The governors made their stand known at the Stakeholders Sexurity Summit held at the Theophilus Ogunlesi Hall, opposite the University College Hospital (UCH), Ibadan on Tuesday. The Summit was organised by the Development Agenda for Western Nigeria (DAWN) Commission to address the growing cases of kidnapping, armed robberies and banditry in the South West region.
The six governors – Seyi Makimde (Oyo), Rotimi Akeredolu (Ondo), Adegboyega Oyetola (Osun), Dapo Abiodun (Ogun), Kayode Fayemi (Ekiti) and Babajide Sanwo-Olu (Lagos) – were all present at the well attemded summit.
Also present were critical security stakeholders including traditional rulers, heads of the police, NSCDC, FRSC, Vigilante associations, socio-cultural groups, members of the academia among others.
Each of the governors took turns to address the crowd on teir thoughts on te insexurit in the region and their readiness to pursue a regional approach to security.
Prominent among areas of agreement between the governors was the issue of state police. They jointly agreed that the time for state police is now. They also declared their commitment to a regional approach to security and economic development.
Below are important quotes from their speeches:
Fayemi – says governors should be held responsible for security and safety of their people
We can’t have a unitary police system in a federal sustem in Nigeria. Gathering and processing of effective intelligence can’t be achieved in the present structure. Our advocacy is not tantamount to removal of Federal Police. They can exist side by side.
This crisis should unite us, not divide us. We must tackle the root causes of insecurity in our region which are ignorance, poverty and crime.
Makinde – says the advantages of state police far outweighs the fears people have about it
As Governors, it is our responsibility to ensure that everyone in our midst, indigene or alien resident is assured of security of their life and property. We also know that there are barriers preventing us from carrying out this constitutional responsibility to the fullest measure. One of those barriers is the fact that we do not control the security apparatuses in our states. We are grateful that the Federal Government is finally giving due consideration to the creation of state police. You will agree with me that the advantages of community policing far outweigh whatever fears people may be expressing against it. We have reached that point in our national consciousness where we can no longer tarry, the time to act is now!

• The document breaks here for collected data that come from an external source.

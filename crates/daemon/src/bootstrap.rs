//! AppState construction: validate the home layout, initialize every
//! subsystem, and return a fully-wired state. Explicit construction at
//! startup, teardown with the process — tests build their own.

use std::sync::Arc;

use anyhow::Context;

use ami_browser::{BrowserSession, DisconnectedDriver};
use ami_domain::config::Config;
use ami_engine::TaskRegistry;
use ami_memory::client::{MemoryProvider, NullMemory, RestMemoryClient};
use ami_providers::ProviderRegistry;

use crate::auth::hash_token;
use crate::settings::SettingsStore;
use crate::state::AppState;

pub fn build_app_state(config: Arc<Config>) -> anyhow::Result<AppState> {
    // ── home layout ──────────────────────────────────────────────────
    std::fs::create_dir_all(config.home.workspaces_dir())
        .context("creating workspaces directory")?;
    std::fs::create_dir_all(config.home.logs_dir()).context("creating logs directory")?;

    // ── settings & integrations ──────────────────────────────────────
    let settings = Arc::new(
        SettingsStore::open(config.home.settings_path(), config.home.integrations_path())
            .context("loading settings")?,
    );
    tracing::info!(path = %config.home.root.display(), "daemon home ready");

    // ── task registry ────────────────────────────────────────────────
    let registry = Arc::new(TaskRegistry::new(
        config.home.workspaces_dir(),
        config.tasks.clone(),
    ));

    // ── LLM providers ────────────────────────────────────────────────
    let providers = Arc::new(ProviderRegistry::from_config(&config.llm));
    if providers.is_empty() {
        tracing::info!("no LLM providers configured — tasks will fail until a key is set");
    } else {
        tracing::info!(providers = providers.len(), "LLM provider registry ready");
    }

    // ── memory client ────────────────────────────────────────────────
    let memory: Arc<dyn MemoryProvider> = if config.memory.api_key.is_some() {
        let client = RestMemoryClient::new(&config.memory).context("creating memory client")?;
        tracing::info!(url = %config.memory.base_url, "memory client ready");
        Arc::new(client)
    } else {
        tracing::info!("no memory credentials — running without workflow memory");
        Arc::new(NullMemory)
    };

    // ── browser session ──────────────────────────────────────────────
    // The CDP transport is an external collaborator; until one is
    // wired in, a disconnected driver makes browser tools fail with a
    // config error while everything else keeps working.
    let cdp_port = config
        .browser
        .cdp_port
        .or_else(|| std::env::var("AMI_CDP_PORT").ok().and_then(|p| p.parse().ok()));
    let browser = Some(Arc::new(BrowserSession::new(
        Arc::new(DisconnectedDriver),
        config.browser.page_pool_size,
    )));
    match cdp_port {
        Some(port) => tracing::info!(port, "browser CDP port configured"),
        None => tracing::info!("no browser CDP port configured — browser tools disabled"),
    }

    // ── auth ─────────────────────────────────────────────────────────
    let api_token_hash = config.server.api_token.as_deref().map(hash_token);
    if api_token_hash.is_none() {
        tracing::info!("no API token configured — cloud endpoints run unauthenticated");
    }

    Ok(AppState {
        config,
        registry,
        providers,
        memory,
        browser,
        settings,
        api_token_hash,
    })
}
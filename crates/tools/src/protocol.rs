//! The tool protocol: descriptor, execution contract, and tool sets.

use std::path::PathBuf;
use std::sync::Arc;

use serde_json::Value;
use tokio_util::sync::CancellationToken;

use ami_domain::error::Result;
use ami_domain::event::EventSink;
use ami_domain::tool::ToolDefinition;

// ━━━━━━━━━━━━━━━━━━━━━━━━━━━━━━━━━━━━━━━━━━━━━━━━━━━━━━━━━━━━━━━━━━
// Execution context
// ━━━━━━━━━━━━━━━━━━━━━━━━━━━━━━━━━━━━━━━━━━━━━━━━━━━━━━━━━━━━━━━━━━

/// Per-call context handed to every tool execution.
#[derive(Clone)]
pub struct ToolContext {
    pub task_id: String,
    /// The calling task's working directory; all file paths resolve
    /// under it.
    pub workspace: PathBuf,
    /// Cancel signal for the task; long tools select on it.
    pub cancel: CancellationToken,
    /// Event sink for tools that surface artifacts (file writes,
    /// screenshots, terminal output).
    pub events: Option<Arc<dyn EventSink>>,
}

impl ToolContext {
    pub fn new(task_id: impl Into<String>, workspace: PathBuf) -> Self {
        Self {
            task_id: task_id.into(),
            workspace,
            cancel: CancellationToken::new(),
            events: None,
        }
    }

    pub fn with_cancel(mut self, cancel: CancellationToken) -> Self {
        self.cancel = cancel;
        self
    }

    pub fn with_events(mut self, events: Arc<dyn EventSink>) -> Self {
        self.events = Some(events);
        self
    }
}

// ━━━━━━━━━━━━━━━━━━━━━━━━━━━━━━━━━━━━━━━━━━━━━━━━━━━━━━━━━━━━━━━━━━
// Output
// ━━━━━━━━━━━━━━━━━━━━━━━━━━━━━━━━━━━━━━━━━━━━━━━━━━━━━━━━━━━━━━━━━━

#[derive(Debug, Clone)]
pub enum ToolContent {
    Text { text: String },
    Image { data: String, media_type: String },
}

/// What a tool returns on success.
#[derive(Debug, Clone, Default)]
pub struct ToolOutput {
    pub content: Vec<ToolContent>,
    /// Side-channel for the runtime (not shown to the model), e.g. the
    /// browser's current URL after an action.
    pub details: Option<Value>,
}

impl ToolOutput {
    pub fn text(text: impl Into<String>) -> Self {
        Self {
            content: vec![ToolContent::Text { text: text.into() }],
            details: None,
        }
    }

    pub fn with_details(mut self, details: Value) -> Self {
        self.details = Some(details);
        self
    }

    /// Join the text blocks (what lands in a tool_result).
    pub fn text_content(&self) -> String {
        self.content
            .iter()
            .filter_map(|c| match c {
                ToolContent::Text { text } => Some(text.as_str()),
                ToolContent::Image { .. } => None,
            })
            .collect::<Vec<_>>()
            .join("\n")
    }
}

// ━━━━━━━━━━━━━━━━━━━━━━━━━━━━━━━━━━━━━━━━━━━━━━━━━━━━━━━━━━━━━━━━━━
// Tool trait
// ━━━━━━━━━━━━━━━━━━━━━━━━━━━━━━━━━━━━━━━━━━━━━━━━━━━━━━━━━━━━━━━━━━

/// A callable exposed to the model.
///
/// Implementations must be safe to share between cloned agents: any
/// per-subtask state lives in the agent, not the tool.
#[async_trait::async_trait]
pub trait Tool: Send + Sync {
    /// Identifier, unique within a tool set.
    fn name(&self) -> &str;
    /// Short human string for UI display.
    fn label(&self) -> &str;
    /// Prompt-visible natural language.
    fn description(&self) -> &str;
    /// JSON Schema for the parameters object.
    fn parameters(&self) -> Value;

    async fn execute(&self, call_id: &str, params: Value, ctx: &ToolContext)
        -> Result<ToolOutput>;

    fn definition(&self) -> ToolDefinition {
        ToolDefinition {
            name: self.name().to_owned(),
            description: self.description().to_owned(),
            parameters: self.parameters(),
        }
    }
}

// ━━━━━━━━━━━━━━━━━━━━━━━━━━━━━━━━━━━━━━━━━━━━━━━━━━━━━━━━━━━━━━━━━━
// ToolSet
// ━━━━━━━━━━━━━━━━━━━━━━━━━━━━━━━━━━━━━━━━━━━━━━━━━━━━━━━━━━━━━━━━━━

/// An ordered collection of tools with explicit install/uninstall.
///
/// Order is preserved so tool definitions reach the model in a stable
/// sequence. Installing a name twice replaces the earlier tool in
/// place; uninstall removes by name.
#[derive(Clone, Default)]
pub struct ToolSet {
    tools: Vec<Arc<dyn Tool>>,
}

impl ToolSet {
    pub fn new() -> Self {
        Self::default()
    }

    pub fn install(&mut self, tool: Arc<dyn Tool>) {
        if let Some(existing) = self.tools.iter_mut().find(|t| t.name() == tool.name()) {
            *existing = tool;
        } else {
            self.tools.push(tool);
        }
    }

    pub fn install_all(&mut self, tools: impl IntoIterator<Item = Arc<dyn Tool>>) {
        for t in tools {
            self.install(t);
        }
    }

    pub fn uninstall(&mut self, name: &str) -> bool {
        let before = self.tools.len();
        self.tools.retain(|t| t.name() != name);
        self.tools.len() != before
    }

    pub fn get(&self, name: &str) -> Option<Arc<dyn Tool>> {
        self.tools.iter().find(|t| t.name() == name).cloned()
    }

    pub fn definitions(&self) -> Vec<ToolDefinition> {
        self.tools.iter().map(|t| t.definition()).collect()
    }

    pub fn names(&self) -> Vec<String> {
        self.tools.iter().map(|t| t.name().to_owned()).collect()
    }

    pub fn len(&self) -> usize {
        self.tools.len()
    }

    pub fn is_empty(&self) -> bool {
        self.tools.is_empty()
    }
}

#[cfg(test)]
mod tests {
    use super::*;
    use ami_domain::error::Error;

    struct Echo {
        name: String,
    }

    #[async_trait::async_trait]
    impl Tool for Echo {
        fn name(&self) -> &str {
            &self.name
        }
        fn label(&self) -> &str {
            "Echo"
        }
        fn description(&self) -> &str {
            "Echo the input back."
        }
        fn parameters(&self) -> Value {
            serde_json::json!({"type": "object", "properties": {"text": {"type": "string"}},
                               "required": ["text"]})
        }
        async fn execute(
            &self,
            _call_id: &str,
            params: Value,
            _ctx: &ToolContext,
        ) -> Result<ToolOutput> {
            let text = params
                .get("text")
                .and_then(|v| v.as_str())
                .ok_or_else(|| Error::InvalidInput("missing 'text'".into()))?;
            Ok(ToolOutput::text(text))
        }
    }

    fn echo(name: &str) -> Arc<dyn Tool> {
        Arc::new(Echo { name: name.into() })
    }

    #[test]
    fn install_preserves_order_and_replaces_by_name() {
        let mut set = ToolSet::new();
        set.install(echo("a"));
        set.install(echo("b"));
        set.install(echo("a")); // replace, not append
        assert_eq!(set.names(), vec!["a", "b"]);
        assert_eq!(set.len(), 2);
    }

    #[test]
    fn uninstall_removes_by_name() {
        let mut set = ToolSet::new();
        set.install(echo("a"));
        set.install(echo("b"));
        assert!(set.uninstall("a"));
        assert!(!set.uninstall("a"));
        assert_eq!(set.names(), vec!["b"]);
    }

    #[test]
    fn definitions_expose_schema() {
        let mut set = ToolSet::new();
        set.install(echo("a"));
        let defs = set.definitions();
        assert_eq!(defs[0].name, "a");
        assert_eq!(defs[0].parameters["required"][0], "text");
    }

    #[tokio::test]
    async fn execute_via_set() {
        let mut set = ToolSet::new();
        set.install(echo("a"));
        let ctx = ToolContext::new("t1", std::env::temp_dir());
        let out = set
            .get("a")
            .unwrap()
            .execute("c1", serde_json::json!({"text": "hi"}), &ctx)
            .await
            .unwrap();
        assert_eq!(out.text_content(), "hi");
    }
}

There can be no development without a secure environment. The minimum requirement for the South West Region is to be able to work, live and play in a secure environment.
Akeredolu –called on fellow governors to put political differences aside and battle the security threats like brothers
No state in the region can achieve greatness in isolation. We must work as brothers. Partisan colouration should not limit the collaboration we can have. Our collective goal should be the security of our space and safety of our people
There is need for proper cordination between formal amd informal security agencies as well as inter-agency coperation. There is need for a toll-free line for crime. And there is need for a joint border control within the western states.
Abiodun – suggested the setting up of a collaborative funding scheme to support the regional security apparatus
Ogun fully supports state police. We are ever ready and willing to coperate with any initiative that will improve the security of the South West.
We must secure our borders. Our borders allow free movement of illegal aliens and we are not sure of their mission.
At the end of this summit, I expect a clear roadmap for security and periodic review to track whatever we’re doing.
Oyetola – says the current police structure is too thin for the current challenges
The nation is grossly under-policed and the Police Force is sorely underfunded. Contrary to the United Nations’ ratio requirement of one police man to 400 citizens, the Nigeria Police has less than 400, 000 officers to cover 180 million people. The Force said it needs 155,000 more men to police the nation’s population. The implication of the above is that we need to recognize this situation as an emergency and treat it as such. The Police should be adequately funded and provided with enough personnel and other logistics support to do their job.
Perhaps on account of the security challenges that we face today, there might be no better time to revisit the call for state police as local officers are better suited to secure our communities.
Sanwo-Olu – says advocacy for state police must continue
We need to do a lot of advicacy because state and neighbourhood police is very important now.
The Lagos State Security Trust Fund is a blessing to the security of Lagos. It was established 12 years ago. We are planning to review it and retool it to meet the challenges of modern realities. We recommend the same for other states in the South West.